Task requirements: Which lines have the string "image"? Copy all of them from the entries below.

Collected data
>>>>

//! Core error types

use thiserror::Error;

#[derive(Error, Debug)]
pub enum CoreError {
    #[error("Invalid config: {message}")]
    InvalidConfig { message: String },

    #[error("Failed to parse YAML: {0}")]
    YamlParse(#[from] serde_yaml::Error),

    #[error("Failed to parse JSON: {0}")]
    JsonParse(#[from] serde_json::Error),

    #[error("IO error: {0}")]
    Io(#[from] std::io::Error),

    #[error("Invalid encoded manifest for {kind}/{name}: {message}")]
    InvalidEncoding {
        kind: String,
        name: String,
        message: String,
    },

    #[error("Invalid resource reference '{value}', expected Kind/name")]
    InvalidResourceRef { value: String },
}

pub type Result<T> = std::result::Result<T, CoreError>;
//! Render command - interpolate and classify manifests locally

use std::path::Path;

use tuber_core::App;
use tuber_engine::Engine;
use tuber_kube::{DirectoryResolver, ManifestResolver, RenderedResource, Renderer};

use super::Context;
use crate::display;
use crate::error::{CliError, Result};
use crate::util::{parse_resources, parse_vars};

pub async fn run(
    ctx: &Context,
    app_name: &str,
    digest: &str,
    manifests: &Path,
    exclude: &[String],
    vars: &[String],
    json: bool,
) -> Result<()> {
    let mut app = App::new(app_name, "");
    app.vars = parse_vars(vars)?;
    for resource in parse_resources(exclude)? {
        app.exclude(resource);
    }

    let yamls = DirectoryResolver::new(manifests)
        .resolve(app_name, digest)
        .await
        .map_err(|e| CliError::Render {
            message: e.to_string(),
        })?;

    let engine = Engine::default();
    let vars = app.interpolation_vars(digest, &ctx.config.cluster);
    let collection = Renderer::new(&engine, &vars).render(&yamls, &app.excluded_resources)?;

    if json {
        let refs = |group: &[RenderedResource]| -> Vec<_> {
            group.iter().map(RenderedResource::resource_ref).collect()
        };
        let out = serde_json::json!({
            "app": app_name,
            "digest": digest,
            "prerelease": refs(&collection.prerelease),
            "configs": refs(&collection.configs),
            "workloads": refs(&collection.workloads),
            "postrelease": refs(&collection.postrelease),
        });
        println!(
            "{}",
            serde_json::to_string_pretty(&out).map_err(|e| CliError::Other {
                message: e.to_string()
            })?
        );
    } else {
        print!("{}", display::collection_yaml(&collection));
    }
    Ok(())
}
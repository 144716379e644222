//! Release command - run one supervised release of an app

use std::path::Path;
use std::sync::Arc;

use console::style;
use tuber_kube::{AppStore, DirectoryResolver, ReleaseOutcome, Releaser};

use super::Context;
use crate::display;
use crate::error::Result;

pub async fn run(
    ctx: &Context,
    app_name: &str,
    digest: &str,
    manifests: &Path,
    tags: &[String],
) -> Result<()> {
    let store = ctx.store().await?;
    let app = store.get(app_name).await?;
    let cluster = ctx.cluster().await?;
    let resolver = DirectoryResolver::new(manifests).with_tags(tags.to_vec());

    println!(
        "{} Releasing {} at {}",
        style("→").blue().bold(),
        style(app_name).cyan(),
        style(digest).yellow()
    );

    let releaser = Releaser::from_config(&ctx.config, cluster, store, Arc::new(resolver));
    match releaser.release(&app, digest, &ctx.config.cluster).await? {
        ReleaseOutcome::Released(summary) => display::print_summary(app_name, &summary),
        ReleaseOutcome::Paused => println!(
            "{} {} is paused, release skipped",
            style("⏸").yellow().bold(),
            style(app_name).cyan()
        ),
    }
    Ok(())
}
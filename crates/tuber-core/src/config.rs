//! Tuber configuration
//!
//! Loaded from `~/.config/tuber/config.yaml` unless a path is given explicitly.
//! Every section has defaults, so an empty file (or none at all) is valid.

use std::path::{Path, PathBuf};
use std::time::Duration;

use serde::{Deserialize, Serialize};

use crate::app::ClusterData;
use crate::error::{CoreError, Result};

/// Environment variable that points at an alternative config file
pub const CONFIG_ENV: &str = "TUBER_CONFIG";

const ENV_DEFAULT_GATEWAY: &str = "TUBER_CLUSTER_DEFAULT_GATEWAY";
const ENV_DEFAULT_HOST: &str = "TUBER_CLUSTER_DEFAULT_HOST";
const ENV_ADMIN_GATEWAY: &str = "TUBER_CLUSTER_ADMIN_GATEWAY";
const ENV_ADMIN_HOST: &str = "TUBER_CLUSTER_ADMIN_HOST";

/// Top-level configuration
#[derive(Debug, Clone, PartialEq, Serialize, Deserialize)]
#[serde(rename_all = "camelCase")]
pub struct TuberConfig {
    /// Namespace Tuber itself runs in
    #[serde(default = "default_control_namespace")]
    pub control_namespace: String,

    #[serde(default)]
    pub cluster: ClusterData,

    #[serde(default)]
    pub timings: ReleaseTimings,

    #[serde(default)]
    pub slack: SlackConfig,

    #[serde(default)]
    pub monitor: MonitorConfig,

    #[serde(default)]
    pub store: StoreConfig,

    #[serde(default)]
    pub cluster_client: ClusterClientConfig,
}

fn default_control_namespace() -> String {
    "tuber".to_string()
}

impl Default for TuberConfig {
    fn default() -> Self {
        Self {
            control_namespace: default_control_namespace(),
            cluster: ClusterData::default(),
            timings: ReleaseTimings::default(),
            slack: SlackConfig::default(),
            monitor: MonitorConfig::default(),
            store: StoreConfig::default(),
            cluster_client: ClusterClientConfig::default(),
        }
    }
}

impl TuberConfig {
    /// Load from `$TUBER_CONFIG` or the default location, falling back to defaults
    pub fn load() -> Result<Self> {
        let path = match std::env::var_os(CONFIG_ENV) {
            Some(path) => PathBuf::from(path),
            None => Self::default_path()?,
        };
        let mut config = if path.exists() {
            Self::load_from(&path)?
        } else {
            Self::default()
        };
        config.apply_env_overrides();
        Ok(config)
    }

    /// Load configuration from a specific path
    pub fn load_from(path: &Path) -> Result<Self> {
        let content = std::fs::read_to_string(path)?;
        Self::from_yaml(&content)
    }

    pub fn from_yaml(content: &str) -> Result<Self> {
        if content.trim().is_empty() {
            return Ok(Self::default());
        }
        let config: Self = serde_yaml::from_str(content)?;
        config.validate()?;
        Ok(config)
    }

    /// Get default configuration path
    pub fn default_path() -> Result<PathBuf> {
        let config_dir = dirs::config_dir().ok_or_else(|| CoreError::InvalidConfig {
            message: "Could not determine config directory".to_string(),
        })?;
        Ok(config_dir.join("tuber").join("config.yaml"))
    }

    /// Override cluster data from `TUBER_CLUSTER_*` variables
    pub fn apply_env_overrides(&mut self) {
        self.apply_overrides_with(|key| std::env::var(key).ok());
    }

    fn apply_overrides_with(&mut self, lookup: impl Fn(&str) -> Option<String>) {
        let targets = [
            (ENV_DEFAULT_GATEWAY, &mut self.cluster.default_gateway),
            (ENV_DEFAULT_HOST, &mut self.cluster.default_host),
            (ENV_ADMIN_GATEWAY, &mut self.cluster.admin_gateway),
            (ENV_ADMIN_HOST, &mut self.cluster.admin_host),
        ];
        for (key, field) in targets {
            if let Some(value) = lookup(key).filter(|v| !v.is_empty()) {
                *field = value;
            }
        }
    }

    fn validate(&self) -> Result<()> {
        if self.control_namespace.trim().is_empty() {
            return Err(CoreError::InvalidConfig {
                message: "controlNamespace must not be empty".to_string(),
            });
        }
        if self.timings.prerelease_poll.is_zero() || self.timings.monitor_interval.is_zero() {
            return Err(CoreError::InvalidConfig {
                message: "poll intervals must be greater than zero".to_string(),
            });
        }
        if self.slack.enabled && self.slack.token.is_empty() {
            return Err(CoreError::InvalidConfig {
                message: "slack.token is required when slack is enabled".to_string(),
            });
        }
        Ok(())
    }
}

/// Default timeouts and poll intervals used by the releaser
#[derive(Debug, Clone, PartialEq, Eq, Serialize, Deserialize)]
#[serde(rename_all = "camelCase")]
pub struct ReleaseTimings {
    #[serde(default = "default_prerelease_timeout", with = "humantime_serde")]
    pub prerelease_timeout: Duration,

    #[serde(default = "default_prerelease_poll", with = "humantime_serde")]
    pub prerelease_poll: Duration,

    #[serde(default = "default_rollout_timeout", with = "humantime_serde")]
    pub rollout_timeout: Duration,

    #[serde(default = "default_rollout_timeout", with = "humantime_serde")]
    pub rollback_timeout: Duration,

    #[serde(default = "default_monitor_interval", with = "humantime_serde")]
    pub monitor_interval: Duration,
}

fn default_prerelease_timeout() -> Duration {
    Duration::from_secs(10 * 60)
}

fn default_prerelease_poll() -> Duration {
    Duration::from_secs(5)
}

fn default_rollout_timeout() -> Duration {
    Duration::from_secs(5 * 60)
}

fn default_monitor_interval() -> Duration {
    Duration::from_secs(30)
}

impl Default for ReleaseTimings {
    fn default() -> Self {
        Self {
            prerelease_timeout: default_prerelease_timeout(),
            prerelease_poll: default_prerelease_poll(),
            rollout_timeout: default_rollout_timeout(),
            rollback_timeout: default_rollout_timeout(),
            monitor_interval: default_monitor_interval(),
        }
    }
}

/// Slack delivery settings
#[derive(Debug, Clone, PartialEq, Eq, Serialize, Deserialize)]
#[serde(rename_all = "camelCase")]
pub struct SlackConfig {
    #[serde(default)]
    pub enabled: bool,

    /// Bot token used for `chat.postMessage`
    #[serde(default)]
    pub token: String,

    /// Channel for apps without their own
    #[serde(default = "default_catch_all_channel")]
    pub catch_all_channel: String,

    #[serde(default = "default_slack_api_url")]
    pub api_url: String,
}

fn default_catch_all_channel() -> String {
    "#tuber".to_string()
}

fn default_slack_api_url() -> String {
    "https://slack.com/api".to_string()
}

impl Default for SlackConfig {
    fn default() -> Self {
        Self {
            enabled: false,
            token: String::new(),
            catch_all_channel: default_catch_all_channel(),
            api_url: default_slack_api_url(),
        }
    }
}

/// External monitor settings
#[derive(Debug, Clone, Default, PartialEq, Eq, Serialize, Deserialize)]
#[serde(rename_all = "camelCase")]
pub struct MonitorConfig {
    /// Credential sent to the monitor
    #[serde(default)]
    pub bearer_token: Option<String>,
}

/// Where app records are kept
#[derive(Debug, Clone, PartialEq, Eq, Serialize, Deserialize)]
#[serde(rename_all = "camelCase", tag = "type")]
pub enum StoreConfig {
    /// One ConfigMap per app in the control namespace, named `<name>-<app>`
    ConfigMap {
        #[serde(default = "default_store_name")]
        name: String,
    },
    /// One JSON file per app
    File { dir: PathBuf },
}

fn default_store_name() -> String {
    "tuber-apps".to_string()
}

impl Default for StoreConfig {
    fn default() -> Self {
        StoreConfig::ConfigMap {
            name: default_store_name(),
        }
    }
}

/// How cluster operations are executed
#[derive(Debug, Clone, PartialEq, Eq, Serialize, Deserialize)]
#[serde(rename_all = "camelCase", tag = "type")]
pub enum ClusterClientConfig {
    /// Shell out to kubectl
    Kubectl {
        #[serde(default)]
        context: Option<String>,
        #[serde(default = "default_kubectl_binary")]
        binary: PathBuf,
    },
    /// Talk to the API server directly
    Api,
}

fn default_kubectl_binary() -> PathBuf {
    PathBuf::from("kubectl")
}

impl Default for ClusterClientConfig {
    fn default() -> Self {
        ClusterClientConfig::Kubectl {
            context: None,
            binary: default_kubectl_binary(),
        }
    }
}
//! Apps commands - create and edit app records in the store

use console::style;
use tuber_core::App;
use tuber_kube::AppStore;

use super::Context;
use crate::display;
use crate::error::{CliError, Result};
use crate::util::{parse_resources, parse_vars};

pub async fn create(
    ctx: &Context,
    name: &str,
    image: &str,
    channel: Option<&str>,
    review_app: bool,
) -> Result<()> {
    validate_name(name)?;
    let store = ctx.store().await?;
    if store.exists(name).await? {
        return Err(CliError::input(format!("app '{}' already exists", name)));
    }

    let mut app = App::new(name, image);
    app.slack_channel = channel.unwrap_or_default().to_string();
    app.review_app = review_app;
    store.save(&app).await?;

    println!(
        "{} Created app {} ({})",
        style("✓").green().bold(),
        style(name).cyan(),
        image
    );
    Ok(())
}

pub async fn show(ctx: &Context, name: &str) -> Result<()> {
    let store = ctx.store().await?;
    let app = store.get(name).await?;
    display::print_app(&app);
    Ok(())
}

pub async fn exclude(ctx: &Context, name: &str, resources: &[String], remove: bool) -> Result<()> {
    let resources = parse_resources(resources)?;
    edit(ctx, name, |app| {
        for resource in resources {
            if remove {
                app.excluded_resources.retain(|r| r != &resource);
            } else {
                app.exclude(resource);
            }
        }
    })
    .await?;
    println!(
        "{} Updated exclusions for {}",
        style("✓").green().bold(),
        style(name).cyan()
    );
    Ok(())
}

pub async fn set_var(ctx: &Context, name: &str, pairs: &[String], unset: &[String]) -> Result<()> {
    let vars = parse_vars(pairs)?;
    edit(ctx, name, |app| {
        app.vars.extend(vars);
        for key in unset {
            app.vars.remove(key);
        }
    })
    .await?;
    println!(
        "{} Updated vars for {}",
        style("✓").green().bold(),
        style(name).cyan()
    );
    Ok(())
}

pub async fn set_paused(ctx: &Context, name: &str, paused: bool) -> Result<()> {
    edit(ctx, name, |app| app.paused = paused).await?;
    let verb = if paused { "Paused" } else { "Resumed" };
    println!("{} {} {}", style("✓").green().bold(), verb, style(name).cyan());
    Ok(())
}

/// Load, modify and save one app record
async fn edit(ctx: &Context, name: &str, change: impl FnOnce(&mut App)) -> Result<App> {
    let store = ctx.store().await?;
    let mut app = store.get(name).await?;
    change(&mut app);
    store.save(&app).await?;
    tracing::debug!(app = %name, "app record saved");
    Ok(app)
}

/// App names double as namespaces, so they follow DNS label rules
fn validate_name(name: &str) -> Result<()> {
    let valid = !name.is_empty()
        && name.len() <= 63
        && name
            .chars()
            .all(|c| c.is_ascii_lowercase() || c.is_ascii_digit() || c == '-')
        && !name.starts_with('-')
        && !name.ends_with('-');
    if valid {
        Ok(())
    } else {
        Err(CliError::input_with_help(
            format!("'{}' is not a valid app name", name),
            "use lowercase letters, digits and '-', at most 63 characters",
        ))
    }
}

<<<<

Response area:
    image: &str,
    let mut app = App::new(name, image);
        image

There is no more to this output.